Year in review, part 1

A look at the stories that gripped Craig in 2009

Large building projects, a first-degree murder trial and a former Craig police detective’s arrest were just some of the stories that gripped Craig and Moffat County in 2009.

The end of the year invites many to reflect on how they spent the past year, the challenges they faced and the accomplishments they achieved.

It also allows for a look back at the top news stories of the year that was.

What follows are some of the biggest stories of the year, as chosen by the Daily Press staff.

Murder in the first

Craig resident Terry Hankins, who had spent roughly the past two years of his life in Moffat County Jail, stood trial in August for the murder of his wife, Cynthia.

The case took several twists and turns in Moffat County District Court, but even a year or more of looking through the evidence did not keep Judge Michael O’Hara from balking at some of the photographs offered to the jury by the prosecution.

Hankins was convicted Aug. 26 of first-degree murder in what O’Hara called one of the most gruesome proceedings he’d ever witnessed.

Hankins was sentenced to life in prison without parole based on evidence that he strangled his wife, beat her skull with a crowbar and dismembered her body, finally burying her remains on his gold claim north of town.

Rusted shield

Former Craig Police Detective Ken Johnson had received numerous community and department accolades throughout the course of a nine-year career with the Craig Police Department.

What many will remember of him in 2009, however, is a criminal scandal that still reverberates through the offices of regional law enforcement and political officials.

Johnson was forced to resign in September after investigations by the police department and 14th Judicial District Attorney’s Office turned up evidence alleging he committed a number of crimes while in a reported sexual relationship with a woman convicted of drug use and distribution.

The former detective pleaded not guilty to three felony charges in the case and is scheduled for a May 24 jury trial in district court.

The Craig Police Department and All Crimes Enforcement Team drug task force — which Johnson was assigned to when he allegedly broke the law — have both been subject to outside reviews, and the Craig City Council plans to have a public workshop at 5:30 p.m.

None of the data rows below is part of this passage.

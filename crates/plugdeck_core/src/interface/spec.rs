//! Interface declarations.

use std::collections::BTreeMap;

/// Kind of a declared member.
#[derive(Debug, Clone, Copy, PartialEq, Eq, Hash)]
pub enum MemberKind {
    /// Callable member. An attribute of the same name does not satisfy it.
    Method,
    /// Plain attribute. Any member of the same name satisfies it.
    Attribute,
}

impl MemberKind {
    pub fn as_str(self) -> &'static str {
        match self {
            Self::Method => "method",
            Self::Attribute => "attribute",
        }
    }
}

/// Declarative contract for one interface.
///
/// Built with chained calls and handed to `Registry::declare_interface`:
/// `InterfaceSpec::new("IGreeter").method("greet")`.
#[derive(Debug, Clone, PartialEq, Eq)]
pub struct InterfaceSpec {
    name: String,
    members: BTreeMap<String, MemberKind>,
    service: bool,
}

impl InterfaceSpec {
    /// Creates a service interface contract without members.
    pub fn new(name: impl Into<String>) -> Self {
        Self {
            name: name.into(),
            members: BTreeMap::new(),
            service: true,
        }
    }

    /// Declares a method conforming types must provide.
    pub fn method(mut self, name: impl Into<String>) -> Self {
        self.members.insert(name.into(), MemberKind::Method);
        self
    }

    /// Declares an attribute conforming types must provide.
    pub fn attribute(mut self, name: impl Into<String>) -> Self {
        self.members.insert(name.into(), MemberKind::Attribute);
        self
    }

    /// Sets service semantics (default `true`).
    ///
    /// Service interfaces instantiate conforming types at registration;
    /// non-service interfaces keep the classes.
    pub fn service(mut self, service: bool) -> Self {
        self.service = service;
        self
    }

    pub fn name(&self) -> &str {
        &self.name
    }

    pub fn is_service(&self) -> bool {
        self.service
    }

    /// Public members a conforming type must provide, sorted by name.
    ///
    /// Underscore-prefixed members are private helpers and never required.
    pub fn required_members(&self) -> impl Iterator<Item = (&str, MemberKind)> + '_ {
        self.members
            .iter()
            .filter(|(name, _)| !is_private_member(name))
            .map(|(name, kind)| (name.as_str(), *kind))
    }
}

fn is_private_member(name: &str) -> bool {
    name.starts_with('_')
}

#[cfg(test)]
mod tests {
    use super::{InterfaceSpec, MemberKind};

    #[test]
    fn defaults_to_service_without_members() {
        let spec = InterfaceSpec::new("INoop");
        assert!(spec.is_service());
        assert_eq!(spec.required_members().count(), 0);
    }

    #[test]
    fn skips_private_members() {
        let spec = InterfaceSpec::new("IGreeter")
            .method("greet")
            .method("_format")
            .attribute("language");

        let required: Vec<_> = spec.required_members().collect();
        assert_eq!(
            required,
            vec![
                ("greet", MemberKind::Method),
                ("language", MemberKind::Attribute)
            ]
        );
    }

    #[test]
    fn later_declaration_overrides_member_kind() {
        let spec = InterfaceSpec::new("IEngine")
            .attribute("name")
            .method("name")
            .service(false);

        assert!(!spec.is_service());
        assert_eq!(
            spec.required_members().collect::<Vec<_>>(),
            vec![("name", MemberKind::Method)]
        );
    }
}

Jan 12 to discuss ACET and surrounding issues.

Community investment

Residents saw the first returns on their decision to approve multi-million-dollar tax bonds in 2007 for the Mo¬ff¬¬at County School District and The Memorial Hospital.

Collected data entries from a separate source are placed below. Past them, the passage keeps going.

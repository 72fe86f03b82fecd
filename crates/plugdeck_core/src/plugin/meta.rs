//! Plugin metadata declaration and validation.
//!
//! # Invariants
//! - `name` is a dotted lower-case identifier, e.g. `myapp.plugins.billing`.
//! - `version` parses as semver.
//! - `compatibility`, when set, parses as a semver requirement evaluated
//!   against the host version.

use once_cell::sync::Lazy;
use regex::Regex;
use semver::{Version, VersionReq};
use serde::{Deserialize, Serialize};
use std::error::Error;
use std::fmt::{Display, Formatter};

pub const DEFAULT_AUTHOR: &str = "unknown";
pub const DEFAULT_CATEGORY: &str = "Miscellaneous";

static PLUGIN_NAME_RE: Lazy<Regex> = Lazy::new(|| {
    Regex::new(r"^[a-z][a-z0-9_]*(\.[a-z][a-z0-9_]*)*$").expect("valid plugin name regex")
});
static EMAIL_RE: Lazy<Regex> =
    Lazy::new(|| Regex::new(r"^[^@\s]+@[^@\s]+\.[^@\s]+$").expect("valid email regex"));

/// Metadata every plugin app carries.
///
/// Optional display fields fall back to `display_*` defaults instead of being
/// stored as empty strings.
#[derive(Debug, Clone, PartialEq, Eq, Serialize, Deserialize)]
pub struct PluginMeta {
    pub name: String,
    #[serde(default, skip_serializing_if = "Option::is_none")]
    pub verbose_name: Option<String>,
    pub version: String,
    #[serde(default, skip_serializing_if = "Option::is_none")]
    pub author: Option<String>,
    #[serde(default, skip_serializing_if = "Option::is_none")]
    pub author_email: Option<String>,
    #[serde(default, skip_serializing_if = "Option::is_none")]
    pub vendor: Option<String>,
    #[serde(default, skip_serializing_if = "Option::is_none")]
    pub category: Option<String>,
    #[serde(default)]
    pub description: String,
    /// Hidden plugins are synchronised but not meant for end-user listings.
    #[serde(default = "default_true")]
    pub visible: bool,
    /// Initial enabled state for newly synchronised rows.
    #[serde(default = "default_true")]
    pub enabled: bool,
    /// Semver requirement on the host version, e.g. `>=0.1, <0.3`.
    #[serde(default, skip_serializing_if = "Option::is_none")]
    pub compatibility: Option<String>,
}

fn default_true() -> bool {
    true
}

impl PluginMeta {
    /// Creates metadata with every optional field unset.
    pub fn new(name: impl Into<String>, version: impl Into<String>) -> Self {
        Self {
            name: name.into(),
            verbose_name: None,
            version: version.into(),
            author: None,
            author_email: None,
            vendor: None,
            category: None,
            description: String::new(),
            visible: true,
            enabled: true,
            compatibility: None,
        }
    }

    pub fn with_verbose_name(mut self, verbose_name: impl Into<String>) -> Self {
        self.verbose_name = Some(verbose_name.into());
        self
    }

    pub fn with_author(mut self, author: impl Into<String>, email: Option<&str>) -> Self {
        self.author = Some(author.into());
        self.author_email = email.map(str::to_string);
        self
    }

    pub fn with_vendor(mut self, vendor: impl Into<String>) -> Self {
        self.vendor = Some(vendor.into());
        self
    }

    pub fn with_category(mut self, category: impl Into<String>) -> Self {
        self.category = Some(category.into());
        self
    }

    pub fn with_description(mut self, description: impl Into<String>) -> Self {
        self.description = description.into();
        self
    }

    pub fn with_compatibility(mut self, requirement: impl Into<String>) -> Self {
        self.compatibility = Some(requirement.into());
        self
    }

    pub fn hidden(mut self) -> Self {
        self.visible = false;
        self
    }

    pub fn disabled(mut self) -> Self {
        self.enabled = false;
        self
    }

    /// Verbose name, or the last name segment with `_` replaced by spaces
    /// and the first letter upper-cased.
    pub fn display_name(&self) -> String {
        if let Some(verbose_name) = self.verbose_name.as_deref() {
            return verbose_name.to_string();
        }
        let label = self.name.rsplit('.').next().unwrap_or(&self.name);
        let spaced = label.replace('_', " ");
        let mut chars = spaced.chars();
        match chars.next() {
            Some(first) => first.to_uppercase().chain(chars).collect(),
            None => String::new(),
        }
    }

    pub fn display_author(&self) -> &str {
        self.author.as_deref().unwrap_or(DEFAULT_AUTHOR)
    }

    pub fn display_category(&self) -> &str {
        self.category.as_deref().unwrap_or(DEFAULT_CATEGORY)
    }

    /// Parsed `version`.
    pub fn parsed_version(&self) -> Result<Version, MetaValidationError> {
        Version::parse(self.version.trim())
            .map_err(|_| MetaValidationError::InvalidVersion(self.version.clone()))
    }

    /// Parsed `compatibility`; `None` means compatible with every host.
    pub fn compatibility_req(&self) -> Result<Option<VersionReq>, MetaValidationError> {
        match self.compatibility.as_deref().map(str::trim) {
            None | Some("") => Ok(None),
            Some(raw) => VersionReq::parse(raw)
                .map(Some)
                .map_err(|_| MetaValidationError::InvalidCompatibility(raw.to_string())),
        }
    }

    /// Whether `host` satisfies the compatibility requirement.
    pub fn is_compatible_with(&self, host: &Version) -> Result<bool, MetaValidationError> {
        Ok(self
            .compatibility_req()?
            .map_or(true, |requirement| requirement.matches(host)))
    }

    /// Validates declaration-level metadata invariants.
    pub fn validate(&self) -> Result<(), MetaValidationError> {
        let name = self.name.trim();
        if name.is_empty() {
            return Err(MetaValidationError::EmptyName);
        }
        if !PLUGIN_NAME_RE.is_match(name) {
            return Err(MetaValidationError::InvalidName(self.name.clone()));
        }

        if self.version.trim().is_empty() {
            return Err(MetaValidationError::EmptyVersion);
        }
        self.parsed_version()?;
        self.compatibility_req()?;

        if let Some(email) = self.author_email.as_deref() {
            if !email.is_empty() && !EMAIL_RE.is_match(email) {
                return Err(MetaValidationError::InvalidEmail(email.to_string()));
            }
        }
        Ok(())
    }
}

/// Metadata validation errors.
#[derive(Debug, Clone, PartialEq, Eq)]
pub enum MetaValidationError {
    EmptyName,
    InvalidName(String),
    EmptyVersion,
    InvalidVersion(String),
    InvalidCompatibility(String),
    InvalidEmail(String),
}

impl Display for MetaValidationError {
    fn fmt(&self, f: &mut Formatter<'_>) -> std::fmt::Result {
        match self {
            Self::EmptyName => write!(f, "plugin name cannot be empty"),
            Self::InvalidName(value) => write!(
                f,
                "invalid plugin name `{value}`; expected dotted lower-case identifier"
            ),
            Self::EmptyVersion => write!(f, "plugin version cannot be empty"),
            Self::InvalidVersion(value) => {
                write!(f, "plugin version number is incorrect: `{value}`")
            }
            Self::InvalidCompatibility(value) => {
                write!(f, "invalid compatibility requirement `{value}`")
            }
            Self::InvalidEmail(value) => write!(f, "invalid author email `{value}`"),
        }
    }
}

impl Error for MetaValidationError {}

#[cfg(test)]
mod tests {
    use super::{MetaValidationError, PluginMeta};
    use semver::Version;

    #[test]
    fn display_defaults_are_derived() {
        let meta = PluginMeta::new("myapp.plugins.time_tracking", "1.0.0");
        assert_eq!(meta.display_name(), "Time tracking");
        assert_eq!(meta.display_author(), "unknown");
        assert_eq!(meta.display_category(), "Miscellaneous");

        let named = meta.with_verbose_name("Timesheets").with_category("Office");
        assert_eq!(named.display_name(), "Timesheets");
        assert_eq!(named.display_category(), "Office");
    }

    #[test]
    fn validate_accepts_well_formed_meta() {
        let meta = PluginMeta::new("myapp.plugins.billing", "0.3.1")
            .with_author("Ada", Some("ada@example.org"))
            .with_compatibility(">=0.1, <0.3");
        meta.validate().expect("meta should be valid");
    }

    #[test]
    fn validate_rejects_bad_fields() {
        assert_eq!(
            PluginMeta::new("", "1.0.0").validate(),
            Err(MetaValidationError::EmptyName)
        );
        assert_eq!(
            PluginMeta::new("MyApp.Billing", "1.0.0").validate(),
            Err(MetaValidationError::InvalidName("MyApp.Billing".to_string()))
        );
        assert_eq!(
            PluginMeta::new("billing", "1.0").validate(),
            Err(MetaValidationError::InvalidVersion("1.0".to_string()))
        );
        assert!(matches!(
            PluginMeta::new("billing", "1.0.0")
                .with_compatibility("not a range")
                .validate(),
            Err(MetaValidationError::InvalidCompatibility(_))
        ));
        assert!(matches!(
            PluginMeta::new("billing", "1.0.0")
                .with_author("Ada", Some("nobody"))
                .validate(),
            Err(MetaValidationError::InvalidEmail(_))
        ));
    }

    #[test]
    fn compatibility_is_checked_against_host() {
        let meta = PluginMeta::new("billing", "1.0.0").with_compatibility(">=0.2");
        let old_host = Version::new(0, 1, 9);
        let new_host = Version::new(0, 2, 0);
        assert!(!meta.is_compatible_with(&old_host).expect("valid requirement"));
        assert!(meta.is_compatible_with(&new_host).expect("valid requirement"));

        let unrestricted = PluginMeta::new("billing", "1.0.0");
        assert!(unrestricted
            .is_compatible_with(&old_host)
            .expect("no requirement"));
    }

    #[test]
    fn deserialize_applies_defaults() {
        let meta: PluginMeta =
            serde_json::from_str(r#"{"name":"billing","version":"1.2.0"}"#).expect("parse meta");
        assert!(meta.visible);
        assert!(meta.enabled);
        assert!(meta.description.is_empty());
        assert_eq!(meta.author, None);

        let json = serde_json::to_value(&meta).expect("serialize meta");
        assert!(json.get("author").is_none());
    }
}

The new Craig Middle School — which bears little resemblance to the old building — opened to students this fall and offers the latest in educational technology, as well as traditional comforts the old facility lacked, such as a roof that doesn’t leak and fully-working chemical labs.

The Memorial Hospital opened its new, 77,000-square-foot building Nov. 12 on Craig’s west side.

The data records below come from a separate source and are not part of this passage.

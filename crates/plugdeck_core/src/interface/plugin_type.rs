//! Runtime description of a conforming type.

use crate::interface::spec::MemberKind;
use std::any::TypeId;
use std::collections::BTreeMap;
use std::fmt::{Debug, Formatter};

/// Describes one concrete type offered to `Registry::register`.
///
/// The member table is what required-member checks run against, so it must
/// list every public method/attribute the type actually provides.
pub struct PluginType<T> {
    name: String,
    members: BTreeMap<String, MemberKind>,
    enabled: Option<bool>,
    ctor: fn() -> T,
}

impl<T: Send + Sync + 'static> PluginType<T> {
    /// Creates a description with a zero-argument constructor.
    ///
    /// `ctor` runs inside `Registry::register` for service interfaces and
    /// must not register anything on that same registry.
    pub fn new(name: impl Into<String>, ctor: fn() -> T) -> Self {
        Self {
            name: name.into(),
            members: BTreeMap::new(),
            enabled: None,
            ctor,
        }
    }

    pub fn method(mut self, name: impl Into<String>) -> Self {
        self.members.insert(name.into(), MemberKind::Method);
        self
    }

    pub fn attribute(mut self, name: impl Into<String>) -> Self {
        self.members.insert(name.into(), MemberKind::Attribute);
        self
    }

    /// Sets the `enabled` attribute. Types without it count as enabled.
    pub fn enabled(mut self, enabled: bool) -> Self {
        self.enabled = Some(enabled);
        self
    }

    pub fn name(&self) -> &str {
        &self.name
    }

    pub fn type_id(&self) -> TypeId {
        TypeId::of::<T>()
    }

    /// Returns the declared `enabled` attribute, if any.
    pub fn enabled_flag(&self) -> Option<bool> {
        self.enabled
    }

    /// Returns how `name` is provided, or `None` when it is absent.
    pub fn member(&self, name: &str) -> Option<MemberKind> {
        self.members.get(name).copied()
    }

    pub(crate) fn ctor(&self) -> fn() -> T {
        self.ctor
    }
}

impl<T> Debug for PluginType<T> {
    fn fmt(&self, f: &mut Formatter<'_>) -> std::fmt::Result {
        f.debug_struct("PluginType")
            .field("name", &self.name)
            .field("members", &self.members)
            .field("enabled", &self.enabled)
            .finish()
    }
}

The hospital has three operating rooms, each twice the size of one of the old building’s rooms, a new MRI, digital mammography machine and full-size restaurant.

Hospital officials also hope to build a new medical office park in the same area with hospital physicians and specialists who can serve the community from new and up-to-date clinics.

There is no set timetable for when the office park would open.

A new superintendent

Dr. Joseph Petrone started his first day as Moffat County School District superintendent July 1, after the school board voted unanimously for him to replace former superintendent Pete Bergmann, who retired, and take the district in a new direction.

Petrone’s resumé was starkly different from the position’s other two candidates, most notably because he spent more than 11 years living in Jakarta, Indonesia, helping run an American international school.

Petrone said then, and several times since, that student achievement will be his No. 1 focus for the district.

He said he learned in Jakarta that no matter where a school happened to be, the parents wanted the same thing for their children: the best education possible and a chance to compete on the global job market.

School district officials likely will have to make some tough choices in the future, though, as the state plans to cut K-12 public education funding to help balance its budget deficit.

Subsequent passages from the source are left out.